How my heart throbbed with the thought of that old silent struggle! How
much it explained; how near it brought all these people around him! It
made him so human. It is the tragic necessity (but the salvation) of
many a man that he should come finally to an irretrievable experience,
to the assurance that everything is lost. For with that moment, if he be
strong, he is saved. I wonder if anyone ever attains real human sympathy
who has not passed through the fire of some such experience. Or to
humour either! For in the best laughter do we not hear constantly that
deep minor note which speaks of the ache in the human heart? It seems to
me I can understand Doctor North!

He died Friday morning. He had been lying very quiet all night;
suddenly he opened his eyes and said to his sister: "Good-bye, Kate,"

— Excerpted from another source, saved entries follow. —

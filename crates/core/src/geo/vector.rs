//! Unit-sphere vector helpers for the spherical backend

use libm::{asin, atan2, cos, sin};
use nalgebra::{Quaternion, Vector3};

use super::GeoPoint;

/// Convert a position to a unit vector
///
/// Axes: x toward (0°N, 90°E), y toward (0°N, 0°E), z toward the north pole.
pub(crate) fn ll2v(p: &GeoPoint) -> Vector3<f64> {
    let lat = p.lat.to_radians();
    let lon = p.lon.to_radians();
    Vector3::new(cos(lat) * sin(lon), cos(lat) * cos(lon), sin(lat))
}

/// Convert a unit vector back to a position
pub(crate) fn v2ll(v: &Vector3<f64>) -> GeoPoint {
    let z = v.z.clamp(-1.0, 1.0);
    GeoPoint::new(asin(z).to_degrees(), atan2(v.x, v.y).to_degrees())
}

/// Normalize a vector, or `None` when its length is too small to carry a direction
pub(crate) fn normalize(v: &Vector3<f64>) -> Option<Vector3<f64>> {
    let n = v.norm();
    if n < 1e-12 || !n.is_finite() {
        None
    } else {
        Some(v / n)
    }
}

/// Rotate `v` by `angle` radians about `axis` (right-hand rule)
///
/// Computed as `q * v * q'` with `q` a unit quaternion. A zero-length axis
/// leaves `v` unchanged.
pub(crate) fn rotate(v: &Vector3<f64>, axis: &Vector3<f64>, angle: f64) -> Vector3<f64> {
    let Some(axis) = normalize(axis) else {
        return *v;
    };
    let half = angle / 2.0;
    let q = Quaternion::from_parts(cos(half), axis * sin(half));
    let p = Quaternion::from_imag(*v);
    (q * p * q.conjugate()).imag()
}

/// Same rotation through nalgebra's unit quaternion, used to cross-check `rotate`
#[cfg(test)]
fn rotate_unit(v: &Vector3<f64>, axis: &Vector3<f64>, angle: f64) -> Vector3<f64> {
    let axis = nalgebra::Unit::new_normalize(*axis);
    nalgebra::UnitQuaternion::from_axis_angle(&axis, angle) * v
}
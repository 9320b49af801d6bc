/// Parameter store failures
#[derive(Debug, Clone, Copy, PartialEq, Eq)]
pub enum ParameterError {
    /// Name exceeds `PARAM_NAME_LEN`
    NameTooLong,
    UnknownParameter,
    /// Value kind differs from the registered kind
    TypeMismatch,
    /// All `MAX_PARAMS` slots are taken
    StoreFull,
    ReadOnly,
}

impl core::fmt::Display for ParameterError {
    fn fmt(&self, f: &mut core::fmt::Formatter<'_>) -> core::fmt::Result {
        match self {
            ParameterError::NameTooLong => write!(f, "parameter name too long"),
            ParameterError::UnknownParameter => write!(f, "unknown parameter"),
            ParameterError::TypeMismatch => write!(f, "value kind does not match parameter"),
            ParameterError::StoreFull => write!(f, "parameter store full"),
            ParameterError::ReadOnly => write!(f, "parameter is read-only"),
        }
    }
}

and shut them again. That was all. The last call had come and he was
ready for it. I looked at his face after death. I saw the iron lines of
that old struggle in his mouth and chin; and the humour that it brought
him in the lines around his deep-set eyes.

----And as I think of him this afternoon, I can see him--curiously, for
I can hardly explain it--carrying a banner as in battle right here among
our quiet hills. And those he leads seem to be the people we know, the
men, and the women, and the boys! He is the hero of a new age. In olden
days he might have been a pioneer, carrying the light of civilisation to
a new land; here he has been a sort of moral pioneer--a pioneering far
more difficult than any we have ever known. There are no heroics
connected with it, the name of the pioneer will not go ringing down the
ages; for it is a silent leadership and its success is measured by
victories in other lives. We see it now, only too dimly, when he is
gone. We reflect sadly that we did not stop to thank him. How busy we
were with our own affairs when he was among us! I wonder is there
anyone here to take up the banner he has laid down!